At the same time, I think lawyers kind of need to get over themselves a bit when it comes to pricing complex work. Remember what Fred Headon said to us about his COO, Klaus Goersch, who has to run operations of almost incomprehensible complexity, 365 days a year – and do it on budget? Imagine going to someone who does that job and saying, this dispute or this deal is completely unpredictable and I have no idea what it will cost, so it will just cost whatever it costs … I don’t think that would be very well received. These are not things so mysterious, mystical and opaque that we cannot make well-informed predictions about cost.

Even pricing a significant home renovation, as in the scenario we discussed today, involves a lot of components and elements of uncertainty. And yet construction companies somehow manage to do that, as a routine matter. Are they really that much smarter than us? 🙂

There may be good reasons why the tried and true (or dreaded) billable hour makes sense as a pricing option. From the client’s point of view, there is direct comparability of what’s being offered by the lawyers competing for their business, and a degree of transparency through detailed billing records. From the lawyer’s side, it’s low risk.
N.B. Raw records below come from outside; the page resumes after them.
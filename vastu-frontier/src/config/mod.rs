//! Configuration loading for frontier exploration.
//!
//! Loads search and hazard settings from a single YAML file with sensible
//! defaults for every field.
//!
//! ## Quick Start
//!
//! ```rust,ignore
//! use vastu_frontier::config::ExploreConfig;
//!
//! // Load from default path (configs/frontier.yaml), or built-in defaults
//! let config = ExploreConfig::load_default()?;
//! ```
//!
//! ## Example YAML
//!
//! ```yaml
//! search:
//!   potential_scale: 3.0    # distance weight
//!   gain_scale: 1.0         # size weight
//!   min_frontier_size: 0.5  # meters
//!
//! hazard:
//!   location: { x: -2.91756, y: -5.26284 }
//!   near_threshold: 3.0
//!   mid_threshold: 6.0
//!   baseline_weight: 1.0
//!   penalty_weight: 3.0
//!   noise_std_dev: 0.2
//!   noise_seed: 0           # 0 = entropy
//! ```

mod defaults;
mod error;
mod explore;
mod hazard;
mod search;

pub use error::ConfigLoadError;
pub use explore::ExploreConfig;
pub use hazard::HazardConfig;
pub use search::FrontierSearchConfig;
For both, it’s familiar and well understood.

But for lawyers to claim it’s just too complex to come up with a fixed rate for services other than the most predictable and routine matters is a bit unconvincing, and partakes of what I think of as Lawyer Mystique Talk. As one of the characters in the HLS case study suggested, you could start with just taking the last ten matters of the same nature and averaging out what they cost.

I totally agree with the points you are making Nick, specially since a flat fee would certainly work towards improving the lost trust between the clients and lawyers as it promotes honesty . The clients would know exactly what they are being charged up front and what they would receive in return.

The fee-split approach however that is being practiced by a lot of smaller firms these days perhaps is one way to encourage a more affordable legal service. This in turn would promote flat fees and the fees can be split between paralegals or support staff to provide a less expensive pricing strategy, but again as you mentioned this will not resolve the situation as a whole but perhaps a strategy that can be taken up by larger firms providing more complicated services.

Great post Nick!

I agree with you that as upcoming lawyers we definitely need to start thinking about how to cater to the market and adapt to client needs in regards to pricing. However, I also agree with your point that we still need to value the service we are providing and not undercut ourselves and the profession as a whole. I do understand that as technology is advancing, the process and procedures are becoming easier for laypeople to understand and work with, and things will only get better. So though the service we provide is valuable, it is also becoming a service that the public can navigate themselves through without a lawyer, and so I agree with what Professor Sykes mentions above. To a certain degree, we as lawyers need to get over ourselves. However, as Sarah and Neila point out, lawyers do not provide services for just one aspect of law. Our work is varying, and as such our prices should also vary. I think the faster we adapt our prices, the more our profession will flourish even though it will most definitely vary from what it has traditionally.